The English Bible comes in many different written styles, making it the perfect source text to work on the translation of styles.
Therefore, according to the research published in the magazine Royal Society Open ScienceThis is not the first set of parallel data created for the translation of styles, but it is the first one that uses the Bible.
The creation of style translators (tools that keep the text in the same language, but that transform the style) is complex because of the difficulty of acquiring the enormous amount of data required. For example, a style translator could take an English selection of "Moby Dick" and translate it into different versions suitable for young readers or non-native English speakers.
In this study, however, it is suggested that the Bible may be an important resources to achieve it: Each version of the Bible contains more than 31,000 verses that scientists used to produce more than 1.5 million unique combinations of verses of origin. The texts were incorporated into two algorithms: a statistical machine translation system called "Moses" and a neural network framework commonly used in machine translation, "Seq2Seq".
Already in 2011, a group of Israeli developers presented revolutionary software that is giving new clues about who or who wrote the Hebrew Bible (Aleppo Codex). This algorithm, developed by the team led by Moshe Koppel from the University of Bar-Ilan, analyzed the style and set of words to select parts of a text that would have been written by different authors, highlighting their diversity.

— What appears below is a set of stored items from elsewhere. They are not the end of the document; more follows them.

//! Shared value types for the hospital records system.
//!
//! Every value an operator types into a form arrives as raw text. The types in this crate
//! capture the one rule all of those inputs share: surrounding whitespace is insignificant and
//! a value that is blank after trimming counts as "not supplied".

/// Errors that can occur when creating validated text types.
#[derive(Debug, thiserror::Error, PartialEq, Eq)]
pub enum TextError {
    /// The input text was empty or contained only whitespace
    #[error("Text cannot be empty")]
    Empty,
}

/// A string type that guarantees non-empty content.
///
/// The input is trimmed of leading and trailing whitespace during construction, so the stored
/// value is already in the normalised form records are persisted with.
#[derive(Debug, Clone, PartialEq, Eq, Hash)]
pub struct NonEmptyText(String);

impl NonEmptyText {
    /// Creates a new `NonEmptyText` from the given input.
    ///
    /// # Errors
    ///
    /// Returns `TextError::Empty` if the input is empty or contains only whitespace.
    pub fn new(input: impl AsRef<str>) -> Result<Self, TextError> {
        let trimmed = input.as_ref().trim();
        if trimmed.is_empty() {
            return Err(TextError::Empty);
        }
        Ok(Self(trimmed.to_owned()))
    }

    /// Returns the inner string as a string slice.
    pub fn as_str(&self) -> &str {
        &self.0
    }

    /// Consumes the wrapper and returns the trimmed string.
    pub fn into_inner(self) -> String {
        self.0
    }
}

impl std::fmt::Display for NonEmptyText {
    fn fmt(&self, f: &mut std::fmt::Formatter<'_>) -> std::fmt::Result {
        f.write_str(&self.0)
    }
}

impl AsRef<str> for NonEmptyText {
    fn as_ref(&self) -> &str {
        &self.0
    }
}

impl PartialEq<str> for NonEmptyText {
    fn eq(&self, other: &str) -> bool {
        self.0 == other
    }
}

impl From<NonEmptyText> for String {
    fn from(value: NonEmptyText) -> Self {
        value.0
    }
}

impl serde::Serialize for NonEmptyText {
    fn serialize<S>(&self, serializer: S) -> Result<S::Ok, S::Error>
    where
        S: serde::Serializer,
    {
        serializer.serialize_str(&self.0)
    }
}

impl<'de> serde::Deserialize<'de> for NonEmptyText {
    fn deserialize<D>(deserializer: D) -> Result<Self, D::Error>
    where
        D: serde::Deserializer<'de>,
    {
        let s = String::deserialize(deserializer)?;
        NonEmptyText::new(&s).map_err(serde::de::Error::custom)
    }
}
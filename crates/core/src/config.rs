//! Core runtime configuration.
//!
//! Configuration is resolved once at process startup and then passed into core services as an
//! `Arc<CoreConfig>`. Services never read environment variables while handling an operation.

use crate::collection::CollectionKey;
use crate::constants::{COLLECTION_FILE_EXTENSION, DEFAULT_DATA_DIR};
use crate::{HospitalError, HospitalResult};
use std::path::{Path, PathBuf};

/// Core configuration resolved at startup.
#[derive(Clone, Debug)]
pub struct CoreConfig {
    data_dir: PathBuf,
}

impl CoreConfig {
    /// Create a new `CoreConfig` rooted at `data_dir`.
    ///
    /// The directory does not need to exist yet; it is created by the first save.
    ///
    /// # Errors
    ///
    /// Returns `HospitalError::InvalidConfig` if `data_dir` is empty or whitespace.
    pub fn new(data_dir: PathBuf) -> HospitalResult<Self> {
        if data_dir.as_os_str().to_string_lossy().trim().is_empty() {
            return Err(HospitalError::InvalidConfig(
                "data directory cannot be empty".into(),
            ));
        }

        Ok(Self { data_dir })
    }

    pub fn data_dir(&self) -> &Path {
        &self.data_dir
    }

    /// Path of the file backing `key`, e.g. `<data_dir>/lab_tests.json`.
    pub fn collection_path(&self, key: CollectionKey) -> PathBuf {
        self.data_dir
            .join(key.as_str())
            .with_extension(COLLECTION_FILE_EXTENSION)
    }
}

/// Resolve the data directory from an optional environment value.
///
/// `None` or an empty/whitespace value falls back to [`DEFAULT_DATA_DIR`].
pub fn data_dir_from_env_value(value: Option<String>) -> PathBuf {
    value
        .map(|v| v.trim().to_string())
        .filter(|v| !v.is_empty())
        .map(PathBuf::from)
        .unwrap_or_else(|| PathBuf::from(DEFAULT_DATA_DIR))
}

#[cfg(test)]
mod tests {
    use super::*;

    #[test]
    fn test_new_rejects_empty_data_dir() {
        let err = CoreConfig::new(PathBuf::from("  ")).expect_err("blank dir should be rejected");
        assert!(matches!(err, HospitalError::InvalidConfig(_)));
    }

    #[test]
    fn test_collection_path_uses_key_and_extension() {
        let cfg = CoreConfig::new(PathBuf::from("/data")).unwrap();
        assert_eq!(
            cfg.collection_path(CollectionKey::LabTests),
            PathBuf::from("/data/lab_tests.json")
        );
    }

    #[test]
    fn test_data_dir_from_env_value_defaults() {
        assert_eq!(
            data_dir_from_env_value(None),
            PathBuf::from(DEFAULT_DATA_DIR)
        );
        assert_eq!(
            data_dir_from_env_value(Some("   ".into())),
            PathBuf::from(DEFAULT_DATA_DIR)
        );
        assert_eq!(
            data_dir_from_env_value(Some(" /srv/hms ".into())),
            PathBuf::from("/srv/hms")
        );
    }
}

The team used 34 stylistically distinct biblical versions ranging from linguistic complexity, from the "King James Version" to the "Basic English Bible."
As an additional benefit to the research team, the Bible is already fully indexed by the consistent use of book numbers, chapters and verses.
As noted by the study collaborator Daniel Rockmore, Professor of Computer Science at Dartmouth:
Humans have been performing the task of organizing biblical texts for centuries, so we didn't have to put our faith in less reliable alignment algorithms.